Por suerte, uno de esos alumnos tiene un carro que dedica a alquiler, y es quien lleva y trae a Lucila en las muchas ocasiones en que tiene que ir al hospital. «A mí, el pobre, no me cobra un centavo. Y me da una pena… Porque si voy porque las piernas se me acalambran, el angiólogo me remite al cardiólogo, y el cardiólogo al de vías respiratorias, y de ahí al ortopédico. Yo creo que a la única especialidad que me falta por ir es la psiquiatría».
El hijo también se ocupa de pagar la cuenta de la electricidad, que supongo mínima, y algún otro gasto imprevisto. «Pero las medicinas las pago yo. La mayoría son baratas, pero hay unas pastillas de la circulación que valen veinticinco, y cuando te pones a sumar, son casi cincuenta los que se me van al mes nada más que en tratar de curar lo que ya no tiene remedio».
En la medida en que dejamos atrás la memoria y llegamos al presente, el ánimo de Lucila se fue ensombreciendo. «Por ahora no me falta nada. Leche y pan para desayunar, café, aunque sepa a rayos, y de lo demás cada vez como menos. Me sobra el arroz, los frijoles se los cedo a la vecina de aquí al lado, y de vez en vez alguien me regala unos bistecitos de puerco o un muslito de pollo. Cuando Goyito viene, me llena el refrigerador de cuanta cosa hay».

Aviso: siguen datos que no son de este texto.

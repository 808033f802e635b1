// * Persistence
// * Typed input schema, CSV ingestion, address normalization and report export

pub mod address;
pub mod export;
pub mod ingest;
pub mod schema;

pub use address::normalize_address;
pub use export::{export_report, ExportError};
pub use ingest::{DatasetLoader, IngestError, SearchRow};
pub use schema::{
    AnalysisInput, AnalysisInputBuilder, EdgeSet, LinkEdge, Page, PageSet, SchemaError,
};
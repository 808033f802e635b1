// * Engine Configuration
// * Typed weights and thresholds with defaults, JSON loading and validation

pub mod constants;

use serde::{Deserialize, Serialize};
use std::path::Path;
use thiserror::Error;

use constants::*;

#[derive(Debug, Error)]
pub enum ConfigError {
    #[error("Failed to read config file: {0}")]
    Io(#[from] std::io::Error),

    #[error("Invalid config JSON: {0}")]
    Json(#[from] serde_json::Error),

    #[error("{group} weights must be non-negative and sum to 1.0 (got {sum})")]
    InvalidWeights { group: &'static str, sum: f64 },

    #[error("Invalid value for {field}: {reason}")]
    InvalidValue { field: &'static str, reason: String },
}

/// Weights of the normalized metrics in the priority score
#[derive(Debug, Clone, Copy, PartialEq, Serialize, Deserialize)]
#[serde(default)]
pub struct PriorityWeights {
    pub impressions: f64,
    pub position: f64,
    pub link_score: f64,
    pub depth: f64,
}

impl Default for PriorityWeights {
    fn default() -> Self {
        Self {
            impressions: PRIORITY_WEIGHT_IMPRESSIONS,
            position: PRIORITY_WEIGHT_POSITION,
            link_score: PRIORITY_WEIGHT_LINK_SCORE,
            depth: PRIORITY_WEIGHT_DEPTH,
        }
    }
}

impl PriorityWeights {
    fn values(&self) -> [f64; 4] {
        [self.impressions, self.position, self.link_score, self.depth]
    }
}

/// Weights of the components in the opportunity score
#[derive(Debug, Clone, Copy, PartialEq, Serialize, Deserialize)]
#[serde(default)]
pub struct OpportunityWeights {
    pub source_strength: f64,
    pub similarity: f64,
    pub outlinks_penalty: f64,
    pub target_need: f64,
}

impl Default for OpportunityWeights {
    fn default() -> Self {
        Self {
            source_strength: OPPORTUNITY_WEIGHT_SOURCE_STRENGTH,
            similarity: OPPORTUNITY_WEIGHT_SIMILARITY,
            outlinks_penalty: OPPORTUNITY_WEIGHT_OUTLINKS_PENALTY,
            target_need: OPPORTUNITY_WEIGHT_TARGET_NEED,
        }
    }
}

impl OpportunityWeights {
    fn values(&self) -> [f64; 4] {
        [
            self.source_strength,
            self.similarity,
            self.outlinks_penalty,
            self.target_need,
        ]
    }
}

/// Which page text feeds the similarity corpus
#[derive(Debug, Clone, Copy, PartialEq, Eq, Default, Serialize, Deserialize)]
#[serde(rename_all = "snake_case")]
pub enum TextSource {
    /// Address only
    #[default]
    Address,
    /// Address followed by title and H1 when present
    Combined,
}

/// Full engine configuration
#[derive(Debug, Clone, PartialEq, Serialize, Deserialize)]
#[serde(default)]
pub struct EngineConfig {
    pub priority_weights: PriorityWeights,
    pub opportunity_weights: OpportunityWeights,
    pub top_n_targets: usize,
    pub top_k_per_target: usize,
    pub min_similarity: f64,
    pub max_outlinks_reference: f64,
    pub potential_position_threshold: f64,
    pub max_features: usize,
    pub text_source: TextSource,
    pub normalize_addresses: bool,
}

impl Default for EngineConfig {
    fn default() -> Self {
        Self {
            priority_weights: PriorityWeights::default(),
            opportunity_weights: OpportunityWeights::default(),
            top_n_targets: TOP_N_TARGETS,
            top_k_per_target: TOP_K_PER_TARGET,
            min_similarity: MIN_SIMILARITY,
            max_outlinks_reference: MAX_OUTLINKS_REFERENCE,
            potential_position_threshold: POTENTIAL_POSITION_THRESHOLD,
            max_features: MAX_FEATURES,
            text_source: TextSource::Address,
            normalize_addresses: false,
        }
    }
}

impl EngineConfig {
    /// Loads a configuration from a JSON file; absent fields keep their defaults
    pub fn from_json_file(path: impl AsRef<Path>) -> Result<Self, ConfigError> {
        let raw = std::fs::read_to_string(path)?;
        Self::from_json_str(&raw)
    }

    /// Parses and validates a JSON configuration document
    pub fn from_json_str(raw: &str) -> Result<Self, ConfigError> {
        let config: Self = serde_json::from_str(raw)?;
        config.validate()?;
        Ok(config)
    }

    /// Checks weights and thresholds for consistency
    pub fn validate(&self) -> Result<(), ConfigError> {
        check_weights("priority", &self.priority_weights.values())?;
        check_weights("opportunity", &self.opportunity_weights.values())?;

        if !(0.0..=1.0).contains(&self.min_similarity) {
            return Err(ConfigError::InvalidValue {
                field: "min_similarity",
                reason: format!("{} is outside [0, 1]", self.min_similarity),
            });
        }
        if !(self.max_outlinks_reference.is_finite() && self.max_outlinks_reference > 0.0) {
            return Err(ConfigError::InvalidValue {
                field: "max_outlinks_reference",
                reason: format!("{} must be a positive number", self.max_outlinks_reference),
            });
        }
        if !self.potential_position_threshold.is_finite() {
            return Err(ConfigError::InvalidValue {
                field: "potential_position_threshold",
                reason: "must be finite".to_string(),
            });
        }
        if self.top_k_per_target == 0 {
            return Err(ConfigError::InvalidValue {
                field: "top_k_per_target",
                reason: "must be at least 1".to_string(),
            });
        }
        if self.max_features == 0 {
            return Err(ConfigError::InvalidValue {
                field: "max_features",
                reason: "must be at least 1".to_string(),
            });
        }
        Ok(())
    }
}

fn check_weights(group: &'static str, weights: &[f64]) -> Result<(), ConfigError> {
    let sum: f64 = weights.iter().sum();
    let all_valid = weights.iter().all(|w| w.is_finite() && *w >= 0.0);
    if !all_valid || (sum - 1.0).abs() > WEIGHT_SUM_TOLERANCE {
        return Err(ConfigError::InvalidWeights { group, sum });
    }
    Ok(())
}
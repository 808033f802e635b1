// * Similarity Engine
// * TF-IDF vectors over page text and the pairwise cosine similarity matrix

use regex::Regex;
use std::collections::{HashMap, HashSet};
use std::sync::LazyLock;
use tracing::{debug, warn};

use crate::config::TextSource;
use crate::persistence::schema::{Page, PageSet};

// * Maximal runs of word characters
static TOKEN_REGEX: LazyLock<Regex> =
    LazyLock::new(|| Regex::new(r"\b\w+\b").expect("Invalid token regex"));

static STOP_WORDS: LazyLock<HashSet<&'static str>> =
    LazyLock::new(|| ENGLISH_STOP_WORDS.iter().copied().collect());

const ENGLISH_STOP_WORDS: &[&str] = &[
    "a", "about", "above", "across", "after", "afterwards", "again", "against", "all", "almost",
    "alone", "along", "already", "also", "although", "always", "am", "among", "amongst",
    "amoungst", "amount", "an", "and", "another", "any", "anyhow", "anyone", "anything", "anyway",
    "anywhere", "are", "around", "as", "at", "back", "be", "became", "because", "become",
    "becomes", "becoming", "been", "before", "beforehand", "behind", "being", "below", "beside",
    "besides", "between", "beyond", "bill", "both", "bottom", "but", "by", "call", "can",
    "cannot", "cant", "co", "con", "could", "couldnt", "cry", "de", "describe", "detail", "do",
    "done", "down", "due", "during", "each", "eg", "eight", "either", "eleven", "else",
    "elsewhere", "empty", "enough", "etc", "even", "ever", "every", "everyone", "everything",
    "everywhere", "except", "few", "fifteen", "fifty", "fill", "find", "fire", "first", "five",
    "for", "former", "formerly", "forty", "found", "four", "from", "front", "full", "further",
    "get", "give", "go", "had", "has", "hasnt", "have", "he", "hence", "her", "here",
    "hereafter", "hereby", "herein", "hereupon", "hers", "herself", "him", "himself", "his",
    "how", "however", "hundred", "i", "ie", "if", "in", "inc", "indeed", "interest", "into",
    "is", "it", "its", "itself", "keep", "last", "latter", "latterly", "least", "less", "ltd",
    "made", "many", "may", "me", "meanwhile", "might", "mill", "mine", "more", "moreover",
    "most", "mostly", "move", "much", "must", "my", "myself", "name", "namely", "neither",
    "never", "nevertheless", "next", "nine", "no", "nobody", "none", "noone", "nor", "not",
    "nothing", "now", "nowhere", "of", "off", "often", "on", "once", "one", "only", "onto",
    "or", "other", "others", "otherwise", "our", "ours", "ourselves", "out", "over", "own",
    "part", "per", "perhaps", "please", "put", "rather", "re", "same", "see", "seem", "seemed",
    "seeming", "seems", "serious", "several", "she", "should", "show", "side", "since",
    "sincere", "six", "sixty", "so", "some", "somehow", "someone", "something", "sometime",
    "sometimes", "somewhere", "still", "such", "system", "take", "ten", "than", "that", "the",
    "their", "them", "themselves", "then", "thence", "there", "thereafter", "thereby",
    "therefore", "therein", "thereupon", "these", "they", "thick", "thin", "third", "this",
    "those", "though", "three", "through", "throughout", "thru", "thus", "to", "together", "too",
    "top", "toward", "towards", "twelve", "twenty", "two", "un", "under", "until", "up", "upon",
    "us", "very", "via", "was", "we", "well", "were", "what", "whatever", "when", "whence",
    "whenever", "where", "whereafter", "whereas", "whereby", "wherein", "whereupon", "wherever",
    "whether", "which", "while", "whither", "who", "whoever", "whole", "whom", "whose", "why",
    "will", "with", "within", "without", "would", "yet", "you", "your", "yours", "yourself",
    "yourselves",
];

/// Lowercased word tokens with English stop words removed
pub fn tokenize(text: &str) -> Vec<String> {
    let lowered = text.to_lowercase();
    TOKEN_REGEX
        .find_iter(&lowered)
        .map(|m| m.as_str())
        .filter(|token| !STOP_WORDS.contains(*token))
        .map(str::to_string)
        .collect()
}

/// Unigrams followed by bigrams of adjacent tokens
pub fn ngrams(tokens: &[String]) -> Vec<String> {
    let mut terms = tokens.to_vec();
    terms.extend(tokens.windows(2).map(|pair| format!("{} {}", pair[0], pair[1])));
    terms
}

/// Text fed to the vectorizer for one page
pub fn corpus_text(page: &Page, source: TextSource) -> String {
    match source {
        TextSource::Address => page.address.clone(),
        TextSource::Combined => {
            let mut parts = vec![page.address.as_str()];
            parts.extend(page.title.as_deref());
            parts.extend(page.h1.as_deref());
            parts.join(" ")
        }
    }
}

// * Sparse vector as (term index, weight), sorted by term index
type SparseVector = Vec<(usize, f64)>;

/// Fitted TF-IDF representation of a corpus
#[derive(Debug, Clone, Default)]
pub struct TfidfVectors {
    vocabulary: Vec<String>,
    vectors: Vec<SparseVector>,
}

impl TfidfVectors {
    /// Selected terms in column order (alphabetical)
    pub fn vocabulary(&self) -> &[String] {
        &self.vocabulary
    }

    pub fn len(&self) -> usize {
        self.vectors.len()
    }

    pub fn is_empty(&self) -> bool {
        self.vectors.is_empty()
    }

    /// Cosine similarity of two documents; zero vectors are dissimilar to everything
    pub fn cosine(&self, i: usize, j: usize) -> f64 {
        let (a, b) = (&self.vectors[i], &self.vectors[j]);
        let (mut x, mut y, mut dot) = (0, 0, 0.0);
        while x < a.len() && y < b.len() {
            match a[x].0.cmp(&b[y].0) {
                std::cmp::Ordering::Less => x += 1,
                std::cmp::Ordering::Greater => y += 1,
                std::cmp::Ordering::Equal => {
                    dot += a[x].1 * b[y].1;
                    x += 1;
                    y += 1;
                }
            }
        }
        dot.clamp(0.0, 1.0)
    }
}

/// Term/bigram TF-IDF vectorizer with a vocabulary cap
///
/// Vocabulary: the `max_features` terms with the highest corpus frequency,
/// ties broken alphabetically. Weights are raw counts times smoothed idf
/// `ln((1 + n) / (1 + df)) + 1`, each vector scaled to unit length.
#[derive(Debug, Clone)]
pub struct TfidfVectorizer {
    max_features: usize,
}

impl TfidfVectorizer {
    pub fn new(max_features: usize) -> Self {
        Self { max_features }
    }

    pub fn fit_transform(&self, documents: &[String]) -> TfidfVectors {
        let counts: Vec<HashMap<String, usize>> = documents
            .iter()
            .map(|doc| {
                let mut tf: HashMap<String, usize> = HashMap::new();
                for term in ngrams(&tokenize(doc)) {
                    *tf.entry(term).or_insert(0) += 1;
                }
                tf
            })
            .collect();

        // * term -> (corpus count, document frequency)
        let mut totals: HashMap<&str, (usize, usize)> = HashMap::new();
        for tf in &counts {
            for (term, count) in tf {
                let entry = totals.entry(term.as_str()).or_insert((0, 0));
                entry.0 += count;
                entry.1 += 1;
            }
        }

        let mut ranked: Vec<(&str, usize)> =
            totals.iter().map(|(term, (count, _))| (*term, *count)).collect();
        ranked.sort_by(|a, b| b.1.cmp(&a.1).then_with(|| a.0.cmp(b.0)));
        ranked.truncate(self.max_features);

        let mut vocabulary: Vec<String> = ranked.iter().map(|(t, _)| t.to_string()).collect();
        vocabulary.sort();

        let n = documents.len() as f64;
        let columns: HashMap<&str, (usize, f64)> = vocabulary
            .iter()
            .enumerate()
            .map(|(col, term)| {
                let df = totals.get(term.as_str()).map_or(0, |t| t.1) as f64;
                let idf = ((1.0 + n) / (1.0 + df)).ln() + 1.0;
                (term.as_str(), (col, idf))
            })
            .collect();

        let vectors = counts
            .iter()
            .map(|tf| {
                let mut vector: SparseVector = tf
                    .iter()
                    .filter_map(|(term, count)| {
                        columns
                            .get(term.as_str())
                            .map(|(col, idf)| (*col, *count as f64 * idf))
                    })
                    .collect();
                vector.sort_by_key(|(col, _)| *col);
                let norm = vector.iter().map(|(_, w)| w * w).sum::<f64>().sqrt();
                if norm > 0.0 {
                    vector.iter_mut().for_each(|(_, w)| *w /= norm);
                }
                vector
            })
            .collect();

        TfidfVectors {
            vocabulary,
            vectors,
        }
    }
}

/// Bijection between page addresses and matrix rows
#[derive(Debug, Clone, Default, PartialEq)]
pub struct AddressIndex {
    addresses: Vec<String>,
    rows: HashMap<String, usize>,
}

impl AddressIndex {
    pub fn from_pages(pages: &PageSet) -> Self {
        let addresses: Vec<String> = pages.iter().map(|p| p.address.clone()).collect();
        let rows = addresses
            .iter()
            .enumerate()
            .map(|(row, addr)| (addr.clone(), row))
            .collect();
        Self { addresses, rows }
    }

    pub fn row_of(&self, address: &str) -> Option<usize> {
        self.rows.get(address).copied()
    }

    pub fn address_of(&self, row: usize) -> Option<&str> {
        self.addresses.get(row).map(String::as_str)
    }

    pub fn len(&self) -> usize {
        self.addresses.len()
    }

    pub fn is_empty(&self) -> bool {
        self.addresses.is_empty()
    }
}

/// Dense symmetric cosine similarity matrix over all pages
#[derive(Debug, Clone, Default, PartialEq)]
pub struct SimilarityMatrix {
    size: usize,
    values: Vec<f64>,
    index: AddressIndex,
    vocabulary_size: usize,
}

impl SimilarityMatrix {
    pub fn size(&self) -> usize {
        self.size
    }

    pub fn get(&self, i: usize, j: usize) -> Option<f64> {
        (i < self.size && j < self.size).then(|| self.values[i * self.size + j])
    }

    /// Similarity between two pages looked up by address
    pub fn by_address(&self, a: &str, b: &str) -> Option<f64> {
        self.get(self.index.row_of(a)?, self.index.row_of(b)?)
    }

    pub fn index(&self) -> &AddressIndex {
        &self.index
    }

    pub fn vocabulary_size(&self) -> usize {
        self.vocabulary_size
    }
}

/// Builds the similarity matrix for a page set
#[derive(Debug, Clone)]
pub struct SimilarityEngine {
    vectorizer: TfidfVectorizer,
    text_source: TextSource,
}

impl SimilarityEngine {
    pub fn new(max_features: usize, text_source: TextSource) -> Self {
        Self {
            vectorizer: TfidfVectorizer::new(max_features),
            text_source,
        }
    }

    pub fn compute(&self, pages: &PageSet) -> SimilarityMatrix {
        let documents: Vec<String> = pages
            .iter()
            .map(|p| corpus_text(p, self.text_source))
            .collect();
        let tfidf = self.vectorizer.fit_transform(&documents);
        let size = documents.len();

        if size > 0 && tfidf.vocabulary().is_empty() {
            warn!(pages = size, "Empty vocabulary; similarity falls back to identity");
        }

        let mut values = vec![0.0; size * size];
        for i in 0..size {
            values[i * size + i] = 1.0;
            for j in (i + 1)..size {
                let sim = tfidf.cosine(i, j);
                values[i * size + j] = sim;
                values[j * size + i] = sim;
            }
        }

        debug!(
            pages = size,
            vocabulary = tfidf.vocabulary().len(),
            "Similarity matrix computed"
        );

        SimilarityMatrix {
            size,
            values,
            index: AddressIndex::from_pages(pages),
            vocabulary_size: tfidf.vocabulary().len(),
        }
    }
}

«Pero esto está malo», me dice, como si preguntara. «Muy malo», respondo. «Lo peor que tiene vivir sola es que todo el tiempo estoy pensando, imaginando cosas. Si a Goyito le pasa algo, por ejemplo». «No tiene por qué pasarle nada». «No se sabe. Nada está escrito. Gregorio era un roble y se me fue en un suspiro». Comprendo que está diciéndome a mí lo que se ha dicho a sí misma muchísimas veces. «¿Tú sabes a lo que le tengo más miedo? A morir en la miseria».
Estuve a punto de preguntarle qué es para ella la miseria.
«Yo sé que este gobierno nunca me va a abandonar, y mientras tenga techo, algo que comer y médicos que me atiendan, voy durando».
«¿Y usted cree que pueda perder eso?»
«Bueno, el techo es mío, y salvo que venga un ciclón, nadie me lo va a quitar. De lo demás, no estoy tan segura. El asunto, cuando se tienen tantos años, es que uno ha visto demasiado.»
Le prometí que pronto volvería a Manzanillo, que seguiríamos conversando. «No seas bobo. A ti ya no te vuelvo a ver».